-- Action item --
The answer must be every line from the entries below that includes "FtpServerError".

───── Input material ─────

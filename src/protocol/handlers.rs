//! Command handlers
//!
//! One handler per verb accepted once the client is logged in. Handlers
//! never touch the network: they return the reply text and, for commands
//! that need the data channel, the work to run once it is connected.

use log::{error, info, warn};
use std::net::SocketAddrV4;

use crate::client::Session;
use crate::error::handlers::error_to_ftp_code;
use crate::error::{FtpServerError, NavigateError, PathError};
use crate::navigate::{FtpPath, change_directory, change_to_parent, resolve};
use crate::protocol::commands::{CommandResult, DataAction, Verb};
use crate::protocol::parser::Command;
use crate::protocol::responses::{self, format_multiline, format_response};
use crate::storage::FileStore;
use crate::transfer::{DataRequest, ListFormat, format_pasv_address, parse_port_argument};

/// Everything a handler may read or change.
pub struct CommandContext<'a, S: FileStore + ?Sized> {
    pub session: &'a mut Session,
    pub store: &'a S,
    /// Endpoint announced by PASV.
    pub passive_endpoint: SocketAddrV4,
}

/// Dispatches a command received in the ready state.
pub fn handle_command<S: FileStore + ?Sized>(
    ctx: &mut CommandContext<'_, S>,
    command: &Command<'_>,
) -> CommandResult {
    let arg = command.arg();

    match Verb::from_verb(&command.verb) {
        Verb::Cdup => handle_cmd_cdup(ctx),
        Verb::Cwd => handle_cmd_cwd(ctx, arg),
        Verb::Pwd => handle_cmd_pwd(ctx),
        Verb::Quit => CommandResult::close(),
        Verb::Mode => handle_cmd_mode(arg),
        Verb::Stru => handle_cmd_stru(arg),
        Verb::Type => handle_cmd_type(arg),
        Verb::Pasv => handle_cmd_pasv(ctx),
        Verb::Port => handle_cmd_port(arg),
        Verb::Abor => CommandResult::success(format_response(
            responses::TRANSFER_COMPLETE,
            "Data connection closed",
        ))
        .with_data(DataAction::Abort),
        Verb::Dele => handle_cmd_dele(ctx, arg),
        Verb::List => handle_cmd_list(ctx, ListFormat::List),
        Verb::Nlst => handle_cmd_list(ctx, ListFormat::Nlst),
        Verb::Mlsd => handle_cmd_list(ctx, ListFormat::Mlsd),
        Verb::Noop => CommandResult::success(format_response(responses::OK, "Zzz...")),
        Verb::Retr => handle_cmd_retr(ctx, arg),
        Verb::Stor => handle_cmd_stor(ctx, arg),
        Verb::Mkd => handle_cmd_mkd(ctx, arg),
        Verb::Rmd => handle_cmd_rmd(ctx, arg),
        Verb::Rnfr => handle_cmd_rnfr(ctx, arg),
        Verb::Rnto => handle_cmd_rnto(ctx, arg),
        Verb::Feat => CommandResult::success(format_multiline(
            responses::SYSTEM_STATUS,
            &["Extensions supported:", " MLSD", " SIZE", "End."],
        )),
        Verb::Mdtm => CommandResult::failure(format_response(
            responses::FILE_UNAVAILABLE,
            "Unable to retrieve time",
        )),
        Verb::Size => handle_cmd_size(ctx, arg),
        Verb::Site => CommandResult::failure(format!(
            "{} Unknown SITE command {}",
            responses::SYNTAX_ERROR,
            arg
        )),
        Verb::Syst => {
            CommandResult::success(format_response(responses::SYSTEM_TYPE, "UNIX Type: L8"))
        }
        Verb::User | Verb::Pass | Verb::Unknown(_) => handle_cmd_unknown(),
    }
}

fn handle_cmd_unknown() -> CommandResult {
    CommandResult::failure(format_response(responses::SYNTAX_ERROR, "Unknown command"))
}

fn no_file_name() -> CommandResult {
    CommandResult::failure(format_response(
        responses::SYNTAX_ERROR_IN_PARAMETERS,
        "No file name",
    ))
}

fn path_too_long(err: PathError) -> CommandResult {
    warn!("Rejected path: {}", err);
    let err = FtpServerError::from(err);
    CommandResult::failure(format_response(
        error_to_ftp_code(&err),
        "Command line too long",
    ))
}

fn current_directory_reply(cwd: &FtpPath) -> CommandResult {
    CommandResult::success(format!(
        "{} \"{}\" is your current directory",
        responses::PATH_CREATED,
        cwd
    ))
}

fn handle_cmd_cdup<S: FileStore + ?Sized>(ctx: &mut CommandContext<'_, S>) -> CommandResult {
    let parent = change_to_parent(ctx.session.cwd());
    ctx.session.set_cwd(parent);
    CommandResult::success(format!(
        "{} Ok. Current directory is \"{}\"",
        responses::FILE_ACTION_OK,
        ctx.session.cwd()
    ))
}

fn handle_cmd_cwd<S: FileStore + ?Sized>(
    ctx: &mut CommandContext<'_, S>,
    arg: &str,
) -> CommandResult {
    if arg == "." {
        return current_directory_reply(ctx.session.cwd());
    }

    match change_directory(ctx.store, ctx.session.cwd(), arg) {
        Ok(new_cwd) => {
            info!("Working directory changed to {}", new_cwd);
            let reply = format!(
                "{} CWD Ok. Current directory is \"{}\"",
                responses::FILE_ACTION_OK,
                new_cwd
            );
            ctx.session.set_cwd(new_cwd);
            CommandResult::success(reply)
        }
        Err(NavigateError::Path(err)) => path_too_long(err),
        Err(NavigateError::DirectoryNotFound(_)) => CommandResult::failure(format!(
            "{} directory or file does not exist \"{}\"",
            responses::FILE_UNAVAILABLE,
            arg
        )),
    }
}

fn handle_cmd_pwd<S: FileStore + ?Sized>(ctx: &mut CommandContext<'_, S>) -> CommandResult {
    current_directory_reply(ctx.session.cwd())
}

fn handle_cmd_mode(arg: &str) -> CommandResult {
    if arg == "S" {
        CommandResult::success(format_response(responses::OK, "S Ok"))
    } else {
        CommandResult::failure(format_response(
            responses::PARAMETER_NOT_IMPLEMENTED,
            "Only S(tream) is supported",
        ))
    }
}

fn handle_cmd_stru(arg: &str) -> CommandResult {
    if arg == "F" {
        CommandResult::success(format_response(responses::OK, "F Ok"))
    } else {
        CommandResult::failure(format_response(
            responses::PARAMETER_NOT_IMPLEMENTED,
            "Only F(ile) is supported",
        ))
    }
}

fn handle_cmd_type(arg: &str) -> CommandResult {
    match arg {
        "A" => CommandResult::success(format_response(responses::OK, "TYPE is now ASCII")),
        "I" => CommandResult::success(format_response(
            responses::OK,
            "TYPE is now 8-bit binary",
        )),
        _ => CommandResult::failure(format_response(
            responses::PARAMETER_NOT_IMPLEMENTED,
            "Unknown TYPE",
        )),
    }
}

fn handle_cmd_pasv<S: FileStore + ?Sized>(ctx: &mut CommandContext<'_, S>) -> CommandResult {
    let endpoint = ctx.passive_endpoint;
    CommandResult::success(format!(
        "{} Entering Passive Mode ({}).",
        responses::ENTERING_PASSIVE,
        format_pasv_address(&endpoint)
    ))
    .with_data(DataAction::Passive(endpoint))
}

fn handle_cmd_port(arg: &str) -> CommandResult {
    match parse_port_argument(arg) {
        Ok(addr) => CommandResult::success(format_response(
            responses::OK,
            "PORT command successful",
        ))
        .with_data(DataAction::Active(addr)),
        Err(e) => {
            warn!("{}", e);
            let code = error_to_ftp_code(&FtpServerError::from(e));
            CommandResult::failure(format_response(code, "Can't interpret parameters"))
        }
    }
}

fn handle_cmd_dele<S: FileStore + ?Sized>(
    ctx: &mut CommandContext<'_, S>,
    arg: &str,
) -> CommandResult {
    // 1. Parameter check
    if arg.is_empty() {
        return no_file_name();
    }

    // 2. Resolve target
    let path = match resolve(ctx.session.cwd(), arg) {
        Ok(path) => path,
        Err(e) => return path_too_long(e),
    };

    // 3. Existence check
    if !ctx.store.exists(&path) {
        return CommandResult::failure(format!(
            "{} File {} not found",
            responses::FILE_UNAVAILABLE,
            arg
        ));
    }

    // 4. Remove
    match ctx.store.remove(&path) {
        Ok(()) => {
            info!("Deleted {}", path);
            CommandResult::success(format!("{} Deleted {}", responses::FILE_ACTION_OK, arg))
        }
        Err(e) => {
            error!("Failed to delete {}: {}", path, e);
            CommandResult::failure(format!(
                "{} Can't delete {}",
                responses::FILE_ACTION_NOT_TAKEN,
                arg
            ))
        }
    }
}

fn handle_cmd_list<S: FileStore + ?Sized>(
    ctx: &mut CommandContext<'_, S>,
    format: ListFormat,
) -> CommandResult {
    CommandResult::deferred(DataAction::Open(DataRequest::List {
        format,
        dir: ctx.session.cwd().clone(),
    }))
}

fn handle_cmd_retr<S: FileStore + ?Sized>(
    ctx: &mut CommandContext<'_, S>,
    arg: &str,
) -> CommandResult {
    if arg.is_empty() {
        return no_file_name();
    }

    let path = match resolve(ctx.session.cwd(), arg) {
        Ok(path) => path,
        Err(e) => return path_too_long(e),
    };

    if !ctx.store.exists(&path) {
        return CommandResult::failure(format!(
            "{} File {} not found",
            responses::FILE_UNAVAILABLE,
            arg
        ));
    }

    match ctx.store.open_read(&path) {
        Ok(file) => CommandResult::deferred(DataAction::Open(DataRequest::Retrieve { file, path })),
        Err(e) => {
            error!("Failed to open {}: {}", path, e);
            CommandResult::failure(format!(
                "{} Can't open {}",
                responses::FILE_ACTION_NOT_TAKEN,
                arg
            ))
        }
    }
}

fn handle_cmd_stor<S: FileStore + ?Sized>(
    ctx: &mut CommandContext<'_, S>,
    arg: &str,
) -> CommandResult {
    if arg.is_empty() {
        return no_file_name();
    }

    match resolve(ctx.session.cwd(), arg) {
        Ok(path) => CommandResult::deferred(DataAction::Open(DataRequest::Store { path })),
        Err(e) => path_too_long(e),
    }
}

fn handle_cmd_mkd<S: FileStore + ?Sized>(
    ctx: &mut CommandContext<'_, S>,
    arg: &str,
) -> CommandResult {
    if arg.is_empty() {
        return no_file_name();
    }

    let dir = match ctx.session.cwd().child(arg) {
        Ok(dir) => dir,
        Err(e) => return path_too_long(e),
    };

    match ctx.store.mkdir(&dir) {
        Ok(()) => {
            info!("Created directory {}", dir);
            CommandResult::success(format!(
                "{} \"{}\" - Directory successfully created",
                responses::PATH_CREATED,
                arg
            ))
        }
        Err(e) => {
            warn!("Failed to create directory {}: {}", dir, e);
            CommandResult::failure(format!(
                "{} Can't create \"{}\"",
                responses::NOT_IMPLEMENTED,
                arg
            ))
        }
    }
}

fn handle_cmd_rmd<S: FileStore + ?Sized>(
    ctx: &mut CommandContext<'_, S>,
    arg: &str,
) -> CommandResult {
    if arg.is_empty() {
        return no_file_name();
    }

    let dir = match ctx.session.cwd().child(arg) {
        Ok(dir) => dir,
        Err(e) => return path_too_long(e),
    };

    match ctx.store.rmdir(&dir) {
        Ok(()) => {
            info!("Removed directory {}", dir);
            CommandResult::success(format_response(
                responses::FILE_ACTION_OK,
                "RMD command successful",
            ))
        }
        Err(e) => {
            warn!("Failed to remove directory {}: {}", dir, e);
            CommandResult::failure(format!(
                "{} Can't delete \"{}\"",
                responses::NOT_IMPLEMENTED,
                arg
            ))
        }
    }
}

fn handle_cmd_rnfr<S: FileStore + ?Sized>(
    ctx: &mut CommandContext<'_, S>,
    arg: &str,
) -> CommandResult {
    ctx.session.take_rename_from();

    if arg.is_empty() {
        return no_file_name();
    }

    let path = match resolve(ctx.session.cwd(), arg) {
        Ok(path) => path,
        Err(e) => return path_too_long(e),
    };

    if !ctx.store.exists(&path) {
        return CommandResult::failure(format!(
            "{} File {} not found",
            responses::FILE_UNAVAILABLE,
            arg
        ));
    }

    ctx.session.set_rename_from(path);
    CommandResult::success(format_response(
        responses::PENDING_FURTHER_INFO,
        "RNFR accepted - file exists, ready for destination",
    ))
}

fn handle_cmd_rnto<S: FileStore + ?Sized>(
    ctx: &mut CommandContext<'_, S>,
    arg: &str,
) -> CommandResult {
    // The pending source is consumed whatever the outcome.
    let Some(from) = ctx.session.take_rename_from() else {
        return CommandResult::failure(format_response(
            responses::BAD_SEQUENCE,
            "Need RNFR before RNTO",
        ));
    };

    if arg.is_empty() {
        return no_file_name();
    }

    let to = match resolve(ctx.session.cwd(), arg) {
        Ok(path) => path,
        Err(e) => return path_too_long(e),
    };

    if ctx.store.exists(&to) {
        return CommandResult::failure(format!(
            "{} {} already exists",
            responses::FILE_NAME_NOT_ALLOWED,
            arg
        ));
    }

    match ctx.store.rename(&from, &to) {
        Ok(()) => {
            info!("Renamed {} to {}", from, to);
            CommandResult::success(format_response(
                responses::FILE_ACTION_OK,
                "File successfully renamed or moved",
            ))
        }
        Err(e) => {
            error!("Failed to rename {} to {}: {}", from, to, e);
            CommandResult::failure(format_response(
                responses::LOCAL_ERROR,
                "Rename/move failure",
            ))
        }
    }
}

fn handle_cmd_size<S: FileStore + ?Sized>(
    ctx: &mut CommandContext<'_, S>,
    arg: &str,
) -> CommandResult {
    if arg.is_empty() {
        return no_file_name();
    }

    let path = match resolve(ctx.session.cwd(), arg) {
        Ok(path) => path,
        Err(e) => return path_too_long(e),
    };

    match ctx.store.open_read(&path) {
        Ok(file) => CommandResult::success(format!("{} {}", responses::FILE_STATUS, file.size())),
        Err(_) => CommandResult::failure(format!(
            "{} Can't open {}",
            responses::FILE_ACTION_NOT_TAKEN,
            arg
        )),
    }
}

─────

-- Exercise answer --
use crate::error::{FtpServerError, NavigateError, PathError};
    let err = FtpServerError::from(err);
            let code = error_to_ftp_code(&FtpServerError::from(e));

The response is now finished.